Thursday, June 7, 2012

Tom's Secret

"Talk to Paul," the man told me on the phone.*  "He'll tell you anything you want to know about the sign."  I could hardly believe my luck!  Here in my hot little hands I had a lead on the true provenance of a real New York icon: the Tom's Restaurant sign, on Broadway at 112th Street, known the world over thanks to its regular appearances in the TV sitcom "Seinfeld."

Tom's Restaurant on a brisk fall night in October, 2006. (T. Rinaldi)

Already, what I had managed to learn about the sign had piqued my curiosity.   Records at the Municipal Archives indicated that it had been installed by an unknown sign company in 1957, for an establishment known as the Columbia Restaurant.  This got me to wondering: did the part of the sign that now reads "TOM'S" originally say "COLUMBIA"?  Perhaps in a jaunty midcentury scriptOn my next trip to Tom's, with furrowed brow, I gave the old sign a close examination.  A few anomalies quickly caught my eye.  First, the lettering for TOM'S doesn't quite match the adjacent lettering for RESTAURANT (TOM'S being slightly more extended, or wider, than the rest).

The lettering for TOM'S is slightly different from that for RESTAURANT. (T. Rinaldi)

Then there's the sign's hand-painted finish.  By 1957, hand-painted neon signs were pretty much a thing of the past in New York.  More likely, this would have had faces of porcelain enameled steel, which could have been painted over later to cover-up a name change.  And finally, there is a tell-tale seam in the sheet metal sign face between TOM'S and RESTAURANT – could it be that the part reading COLUMBIA was cut-off and replaced with new sheet metal, and then the whole thing painted in the blue-and-white colors of Columbia University?  The answer to this mystery, I hoped, lay with this man Paul.

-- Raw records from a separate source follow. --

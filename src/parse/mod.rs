//! Front ends
//!
//! A front end turns one source text into a [`RawCompilationUnit`]. The
//! declaration store only sees the [`FrontEnd`] trait, so a different
//! compiler front end can be plugged in per source root.

mod java;
mod signature;

pub use java::JavaFrontEnd;
pub use signature::parse_signature;

use crate::decl::RawCompilationUnit;
use crate::error::Result;
use sha2::{Digest, Sha256};

/// Options the front end honors while parsing
#[derive(Debug, Clone, Copy, Default, PartialEq, Eq)]
pub struct ParseOptions {
    /// Keep method bodies as opaque text spans
    pub method_bodies: bool,
}

/// Pluggable compiler front end
pub trait FrontEnd: Send + Sync {
    /// Parse one compilation unit. `path` is root-relative (`a/b/C.java`).
    ///
    /// Malformed input must still yield a unit: declarations that could be
    /// recognized are returned with `has_errors` set.
    fn parse(&self, path: &str, source: &str, options: ParseOptions) -> Result<RawCompilationUnit>;

    /// File extension handled by this front end (without the dot)
    fn extension(&self) -> &'static str;
}

/// `sha256:` prefixed content hash of a source text
pub fn source_hash(source: &str) -> String {
    let mut hasher = Sha256::new();
    hasher.update(source.as_bytes());
    format!("sha256:{}", hex::encode(&hasher.finalize()[..8]))
}

#[cfg(test)]
mod tests {
    use super::*;

    #[test]
    fn test_source_hash_is_stable() {
        let a = source_hash("class A {}");
        assert_eq!(a, source_hash("class A {}"));
        assert_ne!(a, source_hash("class B {}"));
        assert!(a.starts_with("sha256:"));
        assert_eq!(a.len(), "sha256:".len() + 16);
    }
}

The corner of Broadway and West 112th Street, October 12, 2006.  (T. Rinaldi)
At length, the day came.  I called ahead to be sure he would be working.  A few hours later I found him there, stationed at the cash register.  I introduced myself and explained my bizarre cause.  The man was friendly and gregarious, as Tom's staff usually are.  But it soon became clear that he couldn't tell me anything about the sign.  He had been there a long time, he said, but the sign was there longer.  

Two views of Tom's, September 20, 2010. (T. Rinaldi)

For now, at least, the secret of Tom's neon is safe.  As far as most of the world is concerned, however, this whole question is of marginal significance, literally: throughout its tenure on "Seinfeld", the TOM'S portion of the sign was neatly cropped out of view, and the place was known to viewers as the fictitious "Monk's Coffee Shop".  Out of sight, out of memory.

As seen on TV: Tom's on "Seinfeld," 1989-1998. ("Seinfeld")
* The names have been changed to protect the innocent.


  1. Another neon and New York gem!

    Aloha from Waikiki,
    Comfort Spiral
    > < } } ( ° >

  2. This was a great read! Too bad we may never know if that sign ever said anything besides "Toms" though.

  3. I can vouch for it as far back as 1978.

  4. I can vouch for it from 1970.

  5. I didn't mention it, but - the c. early 1980s tax photo also vouches for "TOM'S"...

  6. You've probably already seen this, but on they feature a short About Us page that explains that there has been a restaurant in that location for over 70 years. It was originally called Kane's (see photo:

    Mr. Kane, a Jewish immigrant, sold to a Greek immigrant named Thanasi (Thomas) who in turn sold his shares to other Green immigrants. Have not found any mention or image online of any other name besides Kane's and Tom's.